Despite the loss of such a magnificent creature, its body will be put to good use, assisting scientists in learning more about these elusive creatures. Scientists will investigate various aspects (e.g. age and maturity, diet, genetics, reproductive status (hormones), parasites, bacteriology and toxicology) of the biology, behavior and life-history to provide a better understanding of these sharks.
Next year after my MSc I will start a PhD which will investigate white shark reproductive biology through the analysis of hormones. This research field is known as behavioral endocrinology “the study of how hormones affect behavior”. Reproductive endocrinology is a new research discipline being applied to study white sharks and will hopefully allow scientists to determine the reproductive status of free swimming sharks for the first time. If successful, this research may hold the key to identifying when, where and how often reproduction occurs and how this influences movement patterns – information still lacking for the South African population.
Various organs, tissues and samples (i.e. blood, gonads (testes and vas deferens), sperm and even the brain) were removed from this individual to provide baseline information for future hormonal studies.
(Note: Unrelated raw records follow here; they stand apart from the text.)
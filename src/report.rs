//! The edit script result type and the report assembler.
//!
//! The span engine produces an unordered bag of raw match spans.  The
//! assembler in this module reconciles them into the final edit script: an
//! ordered list of [`EditSpan`]s that covers both sequences completely,
//! with adjacent same-kind spans merged back into maximal runs.

use std::ops::Range;

use crate::engine::search::MatchSpan;

/// A single operation of an edit script.
///
/// The ordered sequence of spans produced by a run covers
/// `[0, dest_len)` and `[0, source_len)` per side with no gaps and no
/// overlaps.  Applying the operations in order to the source sequence
/// reconstructs the destination sequence.
#[derive(Debug, Clone, Copy, PartialEq, Eq, Hash)]
#[cfg_attr(feature = "serde", derive(serde::Serialize, serde::Deserialize))]
pub enum EditSpan {
    /// `len` elements are equal in both sequences.
    Unchanged {
        dest_index: usize,
        source_index: usize,
        len: usize,
    },
    /// `len` elements of the source are replaced by `len` elements of the
    /// destination.
    Replace {
        dest_index: usize,
        source_index: usize,
        len: usize,
    },
    /// The destination contains `len` extra elements absent from the
    /// source.
    Insert { dest_index: usize, len: usize },
    /// `len` elements of the source are absent from the destination.
    Delete { source_index: usize, len: usize },
}

/// The kind of an [`EditSpan`], without its indices.
#[derive(Debug, Clone, Copy, PartialEq, Eq, Hash, PartialOrd, Ord)]
#[cfg_attr(feature = "serde", derive(serde::Serialize, serde::Deserialize))]
pub enum EditTag {
    Unchanged,
    Replace,
    Insert,
    Delete,
}

impl EditSpan {
    /// Returns the tag of the span.
    pub fn tag(&self) -> EditTag {
        match self {
            EditSpan::Unchanged { .. } => EditTag::Unchanged,
            EditSpan::Replace { .. } => EditTag::Replace,
            EditSpan::Insert { .. } => EditTag::Insert,
            EditSpan::Delete { .. } => EditTag::Delete,
        }
    }

    /// Returns the number of destination elements the span covers.
    pub fn dest_len(&self) -> usize {
        match *self {
            EditSpan::Unchanged { len, .. }
            | EditSpan::Replace { len, .. }
            | EditSpan::Insert { len, .. } => len,
            EditSpan::Delete { .. } => 0,
        }
    }

    /// Returns the number of source elements the span covers.
    pub fn source_len(&self) -> usize {
        match *self {
            EditSpan::Unchanged { len, .. }
            | EditSpan::Replace { len, .. }
            | EditSpan::Delete { len, .. } => len,
            EditSpan::Insert { .. } => 0,
        }
    }

    /// Returns the destination index range the span covers.
    ///
    /// Empty for deletions, which occupy no destination elements.
    pub fn dest_range(&self) -> Range<usize> {
        match *self {
            EditSpan::Unchanged {
                dest_index, len, ..
            }
            | EditSpan::Replace {
                dest_index, len, ..
            }
            | EditSpan::Insert { dest_index, len } => dest_index..dest_index + len,
            EditSpan::Delete { .. } => 0..0,
        }
    }

    /// Returns the source index range the span covers.
    ///
    /// Empty for insertions, which occupy no source elements.
    pub fn source_range(&self) -> Range<usize> {
        match *self {
            EditSpan::Unchanged {
                source_index, len, ..
            }
            | EditSpan::Replace {
                source_index, len, ..
            }
            | EditSpan::Delete { source_index, len } => source_index..source_index + len,
            EditSpan::Insert { .. } => 0..0,
        }
    }
}

/// Converts the raw match spans of a run into the final edit script.
///
/// Matches are sorted by destination index; by construction of the range
/// partition they are then also sorted and non-overlapping on the source
/// side.  Gaps between consecutive matches become Replace spans over the
/// shorter side plus an Insert or Delete for the longer remainder; a match
/// contiguous with the previous output extends the prior Unchanged span
/// instead of starting a new one.
pub(crate) fn assemble(
    mut matches: Vec<MatchSpan>,
    source_len: usize,
    dest_len: usize,
) -> Vec<EditSpan> {
    matches.sort_by_key(|m| m.dest_index);

    let mut rv = Vec::new();
    let mut cur_dest = 0;
    let mut cur_source = 0;

    for m in matches {
        let emitted = close_gap(
            &mut rv,
            cur_dest,
            cur_source,
            m.dest_index - cur_dest,
            m.source_index - cur_source,
        );
        match rv.last_mut() {
            Some(EditSpan::Unchanged { len, .. }) if !emitted => *len += m.len,
            _ => rv.push(EditSpan::Unchanged {
                dest_index: m.dest_index,
                source_index: m.source_index,
                len: m.len,
            }),
        }
        cur_dest = m.dest_index + m.len;
        cur_source = m.source_index + m.len;
    }

    close_gap(
        &mut rv,
        cur_dest,
        cur_source,
        dest_len - cur_dest,
        source_len - cur_source,
    );
    rv
}

fn close_gap(
    rv: &mut Vec<EditSpan>,
    cur_dest: usize,
    cur_source: usize,
    dest_gap: usize,
    source_gap: usize,
) -> bool {
    if dest_gap > 0 && source_gap > 0 {
        let len = dest_gap.min(source_gap);
        rv.push(EditSpan::Replace {
            dest_index: cur_dest,
            source_index: cur_source,
            len,
        });
        if dest_gap > len {
            rv.push(EditSpan::Insert {
                dest_index: cur_dest + len,
                len: dest_gap - len,
            });
        } else if source_gap > len {
            rv.push(EditSpan::Delete {
                source_index: cur_source + len,
                len: source_gap - len,
            });
        }
        true
    } else if dest_gap > 0 {
        rv.push(EditSpan::Insert {
            dest_index: cur_dest,
            len: dest_gap,
        });
        true
    } else if source_gap > 0 {
        rv.push(EditSpan::Delete {
            source_index: cur_source,
            len: source_gap,
        });
        true
    } else {
        false
    }
}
These organs and tissues are known to be important sites of hormone production and regulation in the body. Hormonal research should shed some light on the reproductive riddle of this poorly understood species. Reproduction is a critical aspect of the white shark biology and one which must be clearly understood if we are to effectively manage and conserve these apex predators in South Africa.
At the end of the day, there were no obvious indications of the cause of death from the necropsy itself, which unfortunately, is all too often the typical outcome. We did however, as always, learn new important information from this rare and fascinating encounter.